*WORK TO COMPLETE*: For the records that follow, return only the count of lines containing the string "LatestRequest".

Data records
_ _ _ _ _

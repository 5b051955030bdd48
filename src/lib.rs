//! fanart_api - Typed client for the fanart.tv artwork service
//!
//! This library queries the fanart.tv v3 API for the artwork of movies, TV
//! series and music artists, albums and labels, and for the lists of
//! entities that recently received new artwork.
//!
//! The API is loose about its JSON types: counters arrive as strings or
//! numbers, may be empty, and seasons can be `"all"`. Responses are
//! normalized into plain Rust values while unknown fields are rejected, so
//! changes of the upstream schema surface as errors instead of silently
//! missing data.
//!
//! # Examples
//!
//! ```no_run
//! use fanart_api::{ClientConfig, FanartClient, LatestRequest, QueryType, Request};
//! use tokio_util::sync::CancellationToken;
//!
//! # async fn run() -> Result<(), fanart_api::FanartError> {
//! let client = FanartClient::new(ClientConfig::from_env());
//! let cancel = CancellationToken::new();
//!
//! // Convenience method on the client
//! let artist = client
//!     .images(QueryType::MusicArtist, "f4a31f0a-51dd-4fa7-986d-3095c40c5ed9", &cancel)
//!     .await?;
//! println!("{} has {} images", artist.name, artist.image_count());
//!
//! // Or build the request value yourself
//! for entry in LatestRequest::new(QueryType::Movie).execute(&client, &cancel).await? {
//!     println!("{} ({})", entry.name, entry.id());
//! }
//! # Ok(())
//! # }
//! ```

mod client;
mod lenient;
mod models;
mod query_type;
mod request;

// Re-export error types
pub use client::FanartError;
pub use query_type::ParseQueryTypeError;

pub use client::{
    API_KEY_ENV, CLIENT_KEY_ENV, ClientConfig, DEFAULT_BASE_URL, FanartClient, HttpRequest,
    HttpResponse, ReqwestTransport, Transport, TransportError,
};
pub use lenient::secure_url;
pub use models::{AlbumImages, CATEGORY_COUNT, Image, ImagesResult, LatestResult};
pub use query_type::QueryType;
pub use request::{ImagesRequest, LatestRequest, Request};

_ _ _ _ _

*OUTPUT BELOW*: 3